The overall Index fell 0.5 point to 97.8. This followed a 0.3-point decline in the May survey. The overall Index has now been below the 100-point level for 20 consecutive months. Above 100 indicates expansion; below indicates contraction. The Index bottomed in December '08 at 96.4.

The four-component Current Situations Index fell slightly, 0.3 point, as same-store sales and customer traffic each dropped by comparable measures. The labor component fell a bit more, 0.8 point. Only the indicator tracking capital expenditures in the past three months rose, up 0.3 point.

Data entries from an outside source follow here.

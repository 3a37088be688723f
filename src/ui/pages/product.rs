// src/ui/pages/product.rs - Product detail page

//! Hosts the gallery, the variant selector, and the price summary, and owns
//! the signals that tie them together: the promoted variant image, the
//! latest resolution, and the focus override. The gallery's tab handle lets
//! the "Product Details" action land on the description tab below.

use dioxus::prelude::*;

use crate::catalog::mock;
use crate::storefront::pricing::display_price;
use crate::storefront::resolver::Resolution;
use crate::ui::components::{MediaGallery, PriceSummary, QuestionsSection, ReviewsSection, VariantSelector};
use crate::ui::pages::{EmptyState, PageWrapper};
use crate::ui::state::{use_storefront, use_storefront_dispatch, StorefrontAction};
use crate::ui::{ActiveTab, GalleryTabsHandle};

#[component]
pub fn ProductPage(id: String) -> Element {
    let ctx = use_storefront();
    let dispatch = use_storefront_dispatch();

    let Some(found) = ctx.catalog.product(&id) else {
        return rsx! {
            EmptyState {
                icon: "🔎".to_string(),
                title: "Product not found".to_string(),
                description: "This listing may have been removed.".to_string(),
            }
        };
    };

    let product = use_signal(|| found);
    let images = use_memo(move || product().images.clone());
    let videos = use_memo(move || product().product_videos.clone());
    let model_3d = use_memo(move || product().model_3d_url.clone());

    let active_tab = use_signal(ActiveTab::default);
    let tabs = GalleryTabsHandle::new(active_tab);

    let mut variant_image = use_signal(|| Option::<String>::None);
    let mut resolution = use_signal(|| Option::<Resolution>::None);
    let configured_price =
        use_memo(move || resolution().map(|res| display_price(&product(), &res)));
    let mut external_focus = use_signal(|| Option::<bool>::None);
    let mut gallery_position = use_signal(|| (0usize, 0usize));
    let mut in_focus = use_signal(|| false);

    let reviews = use_signal(|| mock::demo_reviews(&product.peek().id));
    let questions = use_signal(|| mock::demo_questions(&product.peek().id));

    let tabs_container = tabs.tabs_container_id();
    let scroll_to_tabs = move |_: ()| {
        #[cfg(target_arch = "wasm32")]
        if let Some(element) = web_sys::window()
            .and_then(|w| w.document())
            .and_then(|d| d.get_element_by_id(tabs_container))
        {
            element.scroll_into_view();
        }
        #[cfg(not(target_arch = "wasm32"))]
        tracing::debug!(container = tabs_container, "jump to product details");
    };

    let name = product().name.clone();
    let (position, total) = gallery_position();
    let current_tab = tabs.get_active_tab();

    rsx! {
        PageWrapper {
            title: name.clone(),

            div {
                class: "grid grid-cols-1 lg:grid-cols-2 gap-8",

                // left column: gallery
                div {
                    class: "space-y-2",
                    MediaGallery {
                        images,
                        videos,
                        model_3d,
                        variant_image,
                        external_focus,
                        configuration: resolution,
                        configured_price,
                        tabs,
                        on_image_index_change: move |(index, len)| {
                            gallery_position.set((index, len));
                        },
                        on_focus_mode_change: move |focus| in_focus.set(focus),
                        on_product_details_click: scroll_to_tabs,
                    }
                    if total > 0 {
                        p {
                            class: "text-xs text-gray-500 text-center",
                            "Media {position + 1} of {total}"
                        }
                    }
                    button {
                        class: "text-sm text-blue-600 hover:underline",
                        onclick: move |_| {
                            let next = !*in_focus.peek();
                            external_focus.set(Some(next));
                        },
                        if in_focus() { "Leave immersive view" } else { "Immersive view" }
                    }
                }

                // right column: configuration and price
                div {
                    class: "space-y-6",
                    VariantSelector {
                        product,
                        on_configuration_change: move |res: Resolution| {
                            if let Some(image) = res.default_display_image.clone() {
                                variant_image.set(Some(image));
                            }
                            resolution.set(Some(res));
                        },
                        on_variant_image_change: move |(image, _color): (String, String)| {
                            variant_image.set(Some(image));
                        },
                    }
                    PriceSummary { product, resolution }
                    button {
                        class: "w-full px-4 py-3 rounded-lg bg-blue-600 text-white font-medium hover:bg-blue-700",
                        onclick: move |_| {
                            dispatch.call(StorefrontAction::PushToast("Added to cart".to_string()));
                        },
                        "Add to cart"
                    }
                }
            }

            // tab strip
            div {
                id: tabs_container,
                class: "border-b border-gray-200",
                nav {
                    class: "flex space-x-6",
                    for tab in ActiveTab::all() {
                        button {
                            key: "{tab.label()}",
                            class: if tab == current_tab {
                                "pb-3 border-b-2 border-blue-600 text-sm font-medium text-blue-600"
                            } else {
                                "pb-3 border-b-2 border-transparent text-sm font-medium text-gray-500 hover:text-gray-700"
                            },
                            onclick: move |_| tabs.set_active_tab(tab),
                            {tab.label()}
                        }
                    }
                }
            }

            match current_tab {
                ActiveTab::Description => rsx! {
                    p {
                        class: "text-sm text-gray-700 leading-relaxed",
                        {product().description.clone().unwrap_or_else(|| "No description provided.".to_string())}
                    }
                },
                ActiveTab::Specifications => rsx! {
                    SpecificationsTab { resolution }
                },
                ActiveTab::Reviews => rsx! {
                    ReviewsSection { reviews }
                },
                ActiveTab::Questions => rsx! {
                    QuestionsSection { questions }
                },
            }
        }
    }
}

/// Current-configuration spec table
#[component]
fn SpecificationsTab(resolution: ReadOnlySignal<Option<Resolution>>) -> Element {
    let Some(res) = resolution() else {
        return rsx! {
            p { class: "text-sm text-gray-500", "Select a configuration to see its specifications." }
        };
    };

    let rows = [
        ("Color", res.selection.color.clone()),
        (
            "Storage",
            res.selection
                .storage
                .as_deref()
                .map(|s| crate::storefront::pricing::storage_display_value(Some(s))),
        ),
        ("Network", res.selection.network.clone()),
        ("Condition", res.selection.condition.clone()),
    ];

    rsx! {
        dl {
            class: "divide-y divide-gray-200 max-w-md",
            for (label, value) in rows {
                div {
                    key: "{label}",
                    class: "py-2 flex justify-between text-sm",
                    dt { class: "text-gray-500", "{label}" }
                    dd {
                        class: "font-medium text-gray-900",
                        {value.unwrap_or_else(|| "—".to_string())}
                    }
                }
            }
        }
    }
}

The Expectations Index fell 0.7 point, to 99.1. The measure had crept above 100 in April but has now fallen back for two straight months. The component that tracks expected business conditions during the next six months dropped a substantial 1.7 point. Expectations for staffing was off a full point, probably driven in part by anticipation of the increase in the Federal minimum wage that occurred in late July and uncertainty about the demands of health-care reform. Expected same-store sales fell, slightly, 0.3 point.

The good news for expectations came in expected capital expenditures during the next six months, which rose half a point.

While the improvement in the capital expenditure indicators is heartening, it is clear many operators continue to experience a tough environment and are uncertain about the near-term future.

Section sponsored by Food & Hotel Vietnam 2009

Job Losses,Unemployment Rate Dip
And now for a bit of good news: The pace at which the American economy has been losing jobs slowed in July, according to the Department of Labor, and the unemployment rate fell 0.1 point to 9.4%, surprising many economists and observers.

Nonfarm payrolls fell 247,000 for the month, according to the so-called household survey. The July slide, bad as it was, was an improvement over worrisome June job losses, which were revised to 443,000 and represented a backslide after the pace of losses had consistently improved since reaching a breathtaking 700,000-plus in January.

The economy has shed 6.7 million jobs since the recession began December 2007, according to government data. Overall, the Bureau of Labor Statistics says 14.5 million are unemployed. In addition another 8.8 million are underemployed, working part time for economic reasons.

On the other hand, the better-than-expected jobs numbers had many economists beginning to believe the economy and the jobs market are beginning to turn. Many economists have said they expect positive real growth in the third quarter this year, though job losses are likely to continue into at least the first quarter next year.